BEGIN

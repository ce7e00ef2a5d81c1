//! Turns a catalog entry plus quantity and duration into a priced cart line.

use rust_decimal::Decimal;

use crate::error::{BudgetError, BudgetResult};
use crate::models::{BillingUnit, CartLine, CatalogEntry, NOT_AVAILABLE};

/// Hours in an average month of continuous use (24 x 365 / 12)
pub const DEFAULT_HOURS_PER_MONTH: u32 = 730;

/// Stateless pricing rules
#[derive(Debug, Clone, Copy, Default)]
pub struct PricingCalculator;

impl PricingCalculator {
    /// Factor applied to `unit_price * quantity`
    pub fn duration_multiplier(billing_unit: BillingUnit, hours_per_month: u32) -> Decimal {
        match billing_unit {
            BillingUnit::Hour => Decimal::from(hours_per_month),
            BillingUnit::Unit => Decimal::ONE,
        }
    }

    /// Price one selection of `entry`.
    ///
    /// Fails with [`BudgetError::InvalidLineInput`] when `quantity` or
    /// `hours_per_month` is below 1, or when the line total does not fit in a
    /// `Decimal`. A zero unit price is valid and yields a
    /// zero total. An empty justification becomes `"N/A"`.
    pub fn price(
        entry: &CatalogEntry,
        quantity: i64,
        hours_per_month: i64,
        justification: &str,
    ) -> BudgetResult<CartLine> {
        let quantity = validate_positive("quantity", quantity)?;
        let hours_per_month = validate_positive("hours_per_month", hours_per_month)?;

        let total_usd = entry
            .unit_price
            .checked_mul(Decimal::from(quantity))
            .and_then(|subtotal| {
                subtotal.checked_mul(Self::duration_multiplier(entry.billing_unit, hours_per_month))
            })
            .ok_or_else(|| {
                BudgetError::InvalidLineInput(format!(
                    "line total for {} x {quantity} is out of range",
                    entry.name
                ))
            })?;

        let justification = justification.trim();

        Ok(CartLine {
            provider: entry.provider.clone(),
            service_type: entry.service_type.clone(),
            resource_name: entry.name.clone(),
            quantity,
            unit_price: entry.unit_price,
            billing_unit: entry.billing_unit,
            hours_per_month,
            total_usd,
            justification: if justification.is_empty() {
                NOT_AVAILABLE.to_string()
            } else {
                justification.to_string()
            },
        })
    }
}

fn validate_positive(field: &str, value: i64) -> BudgetResult<u32> {
    if value < 1 {
        return Err(BudgetError::InvalidLineInput(format!(
            "{field} must be at least 1, got {value}"
        )));
    }
    u32::try_from(value)
        .map_err(|_| BudgetError::InvalidLineInput(format!("{field} is too large: {value}")))
}

#[cfg(test)]
mod tests {
    use super::*;
    use rust_decimal_macros::dec;

    fn entry(unit_price: Decimal, billing_unit: BillingUnit) -> CatalogEntry {
        CatalogEntry {
            provider: "AWS".to_string(),
            service_type: "Compute".to_string(),
            name: "t3.small".to_string(),
            specs: "2 vCPU, 2 GiB".to_string(),
            unit_price,
            billing_unit,
        }
    }

    #[test]
    fn test_hourly_entry_scales_with_hours() {
        let line = PricingCalculator::price(&entry(dec!(0.0520), BillingUnit::Hour), 2, 730, "")
            .unwrap();

        assert_eq!(line.total_usd, dec!(75.92));
        assert_eq!(line.quantity, 2);
        assert_eq!(line.hours_per_month, 730);
        assert_eq!(line.unit_price, dec!(0.0520));
    }

    #[test]
    fn test_unit_entry_ignores_hours() {
        let priced = entry(dec!(12.50), BillingUnit::Unit);
        for hours in [1, 100, 730, 744] {
            let line = PricingCalculator::price(&priced, 3, hours, "backups").unwrap();
            assert_eq!(line.total_usd, dec!(37.50));
        }
    }

    #[test]
    fn test_hourly_property_over_small_grid() {
        let price = dec!(0.0123);
        let priced = entry(price, BillingUnit::Hour);
        for quantity in 1..=5 {
            for hours in [1, 24, 730] {
                let line = PricingCalculator::price(&priced, quantity, hours, "").unwrap();
                assert_eq!(line.total_usd, price * Decimal::from(quantity) * Decimal::from(hours));
            }
        }
    }

    #[test]
    fn test_zero_price_is_valid() {
        let line =
            PricingCalculator::price(&entry(Decimal::ZERO, BillingUnit::Hour), 4, 730, "free tier")
                .unwrap();
        assert_eq!(line.total_usd, Decimal::ZERO);
    }

    #[test]
    fn test_empty_justification_defaults() {
        let line =
            PricingCalculator::price(&entry(dec!(1), BillingUnit::Unit), 1, 730, "   ").unwrap();
        assert_eq!(line.justification, NOT_AVAILABLE);

        let line = PricingCalculator::price(&entry(dec!(1), BillingUnit::Unit), 1, 730, " DB ")
            .unwrap();
        assert_eq!(line.justification, "DB");
    }

    #[test]
    fn test_rejects_out_of_range_input() {
        let priced = entry(dec!(1), BillingUnit::Hour);

        let err = PricingCalculator::price(&priced, 0, 730, "").unwrap_err();
        assert!(matches!(err, BudgetError::InvalidLineInput(ref msg) if msg.contains("quantity")));

        let err = PricingCalculator::price(&priced, 1, 0, "").unwrap_err();
        assert!(matches!(err, BudgetError::InvalidLineInput(ref msg) if msg.contains("hours")));

        let err = PricingCalculator::price(&priced, -3, 730, "").unwrap_err();
        assert!(matches!(err, BudgetError::InvalidLineInput(_)));
    }

    #[test]
    fn test_overflowing_total_is_rejected() {
        let priced = entry(dec!(10000000000000000000), BillingUnit::Hour);

        let err = PricingCalculator::price(&priced, 4_000_000_000, 730, "").unwrap_err();
        assert!(matches!(err, BudgetError::InvalidLineInput(ref msg) if msg.contains("out of range")));

        let err = PricingCalculator::price(&entry(Decimal::MAX, BillingUnit::Unit), 2, 730, "")
            .unwrap_err();
        assert!(matches!(err, BudgetError::InvalidLineInput(_)));
    }
}
//! Configuration for the budget planner

use core_config::{Environment, FromEnv};
use domain_budget::CatalogConfig;
use domain_budget::rates::RateConfig;
use eyre::Result;

#[derive(Debug, Clone)]
pub struct Config {
    pub environment: Environment,
    pub catalog: CatalogConfig,
    pub rates: RateConfig,
}

impl Config {
    /// Load configuration from environment variables
    pub fn from_env() -> Result<Self> {
        Ok(Config {
            environment: Environment::from_env(),
            catalog: CatalogConfig::from_env()?,
            rates: RateConfig::from_env()?,
        })
    }
}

END

Repeat the material above in full. Change no word.

repository ce7e00ef2a5d81c1
//! Turns a catalog entry plus quantity and duration into a priced cart line.

use rust_decimal::Decimal;

use crate::error::{BudgetError, BudgetResult};
use crate::models::{BillingUnit, CartLine, CatalogEntry, NOT_AVAILABLE};

/// Hours in an average month of continuous use (24 x 365 / 12)
pub const DEFAULT_HOURS_PER_MONTH: u32 = 730;

/// Stateless pricing rules
#[derive(Debug, Clone, Copy, Default)]
pub struct PricingCalculator;

impl PricingCalculator {
    /// Factor applied to `unit_price * quantity`
    pub fn duration_multiplier(billing_unit: BillingUnit, hours_per_month: u32) -> Decimal {
        match billing_unit {
            BillingUnit::Hour => Decimal::from(hours_per_month),
            BillingUnit::Unit => Decimal::ONE,
        }
    }

    /// Price one selection of `entry`.
    ///
    /// Fails with [`BudgetError::InvalidLineInput`] when `quantity` or
    /// `hours_per_month` is below 1, or when the line total does not fit in a
    /// `Decimal`. A zero unit price is valid and yields a
    /// zero total. An empty justification becomes `"N/A"`.
    pub fn price(
        entry: &CatalogEntry,
        quantity: i64,
        hours_per_month: i64,
        justification: &str,
    ) -> BudgetResult<CartLine> {
        let quantity = validate_positive("quantity", quantity)?;
        let hours_per_month = validate_positive("hours_per_month", hours_per_month)?;

        let total_usd = entry
            .unit_price
            .checked_mul(Decimal::from(quantity))
            .and_then(|subtotal| {
                subtotal.checked_mul(Self::duration_multiplier(entry.billing_unit, hours_per_month))
            })
            .ok_or_else(|| {
                BudgetError::InvalidLineInput(format!(
                    "line total for {} x {quantity} is out of range",
                    entry.name
                ))
            })?;

        let justification = justification.trim();

        Ok(CartLine {
            provider: entry.provider.clone(),
            service_type: entry.service_type.clone(),
            resource_name: entry.name.clone(),
            quantity,
            unit_price: entry.unit_price,
            billing_unit: entry.billing_unit,
            hours_per_month,
            total_usd,
            justification: if justification.is_empty() {
                NOT_AVAILABLE.to_string()
            } else {
                justification.to_string()
            },
        })
    }
}

fn validate_positive(field: &str, value: i64) -> BudgetResult<u32> {
    if value < 1 {
        return Err(BudgetError::InvalidLineInput(format!(
            "{field} must be at least 1, got {value}"
        )));
    }
    u32::try_from(value)
        .map_err(|_| BudgetError::InvalidLineInput(format!("{field} is too large: {value}")))
}

#[cfg(test)]
mod tests {
    use super::*;
    use rust_decimal_macros::dec;

    fn entry(unit_price: Decimal, billing_unit: BillingUnit) -> CatalogEntry {
        CatalogEntry {
            provider: "AWS".to_string(),
            service_type: "Compute".to_string(),
            name: "t3.small".to_string(),
            specs: "2 vCPU, 2 GiB".to_string(),
            unit_price,
            billing_unit,
        }
    }

    #[test]
    fn test_hourly_entry_scales_with_hours() {
        let line = PricingCalculator::price(&entry(dec!(0.0520), BillingUnit::Hour), 2, 730, "")
            .unwrap();

        assert_eq!(line.total_usd, dec!(75.92));
        assert_eq!(line.quantity, 2);
        assert_eq!(line.hours_per_month, 730);
        assert_eq!(line.unit_price, dec!(0.0520));
    }

    #[test]
    fn test_unit_entry_ignores_hours() {
        let priced = entry(dec!(12.50), BillingUnit::Unit);
        for hours in [1, 100, 730, 744] {
            let line = PricingCalculator::price(&priced, 3, hours, "backups").unwrap();
            assert_eq!(line.total_usd, dec!(37.50));
        }
    }

    #[test]
    fn test_hourly_property_over_small_grid() {
        let price = dec!(0.0123);
        let priced = entry(price, BillingUnit::Hour);
        for quantity in 1..=5 {
            for hours in [1, 24, 730] {
                let line = PricingCalculator::price(&priced, quantity, hours, "").unwrap();
                assert_eq!(line.total_usd, price * Decimal::from(quantity) * Decimal::from(hours));
            }
        }
    }

    #[test]
    fn test_zero_price_is_valid() {
        let line =
            PricingCalculator::price(&entry(Decimal::ZERO, BillingUnit::Hour), 4, 730, "free tier")
                .unwrap();
        assert_eq!(line.total_usd, Decimal::ZERO);
    }

    #[test]
    fn test_empty_justification_defaults() {
        let line =
            PricingCalculator::price(&entry(dec!(1), BillingUnit::Unit), 1, 730, "   ").unwrap();
        assert_eq!(line.justification, NOT_AVAILABLE);

        let line = PricingCalculator::price(&entry(dec!(1), BillingUnit::Unit), 1, 730, " DB ")
            .unwrap();
        assert_eq!(line.justification, "DB");
    }

    #[test]
    fn test_rejects_out_of_range_input() {
        let priced = entry(dec!(1), BillingUnit::Hour);

        let err = PricingCalculator::price(&priced, 0, 730, "").unwrap_err();
        assert!(matches!(err, BudgetError::InvalidLineInput(ref msg) if msg.contains("quantity")));

        let err = PricingCalculator::price(&priced, 1, 0, "").unwrap_err();
        assert!(matches!(err, BudgetError::InvalidLineInput(ref msg) if msg.contains("hours")));

        let err = PricingCalculator::price(&priced, -3, 730, "").unwrap_err();
        assert!(matches!(err, BudgetError::InvalidLineInput(_)));
    }

    #[test]
    fn test_overflowing_total_is_rejected() {
        let priced = entry(dec!(10000000000000000000), BillingUnit::Hour);

        let err = PricingCalculator::price(&priced, 4_000_000_000, 730, "").unwrap_err();
        assert!(matches!(err, BudgetError::InvalidLineInput(ref msg) if msg.contains("out of range")));

        let err = PricingCalculator::price(&entry(Decimal::MAX, BillingUnit::Unit), 2, 730, "")
            .unwrap_err();
        assert!(matches!(err, BudgetError::InvalidLineInput(_)));
    }
}
//! Configuration for the budget planner

use core_config::{Environment, FromEnv};
use domain_budget::CatalogConfig;
use domain_budget::rates::RateConfig;
use eyre::Result;

#[derive(Debug, Clone)]
pub struct Config {
    pub environment: Environment,
    pub catalog: CatalogConfig,
    pub rates: RateConfig,
}

impl Config {
    /// Load configuration from environment variables
    pub fn from_env() -> Result<Self> {
        Ok(Config {
            environment: Environment::from_env(),
            catalog: CatalogConfig::from_env()?,
            rates: RateConfig::from_env()?,
        })
    }
}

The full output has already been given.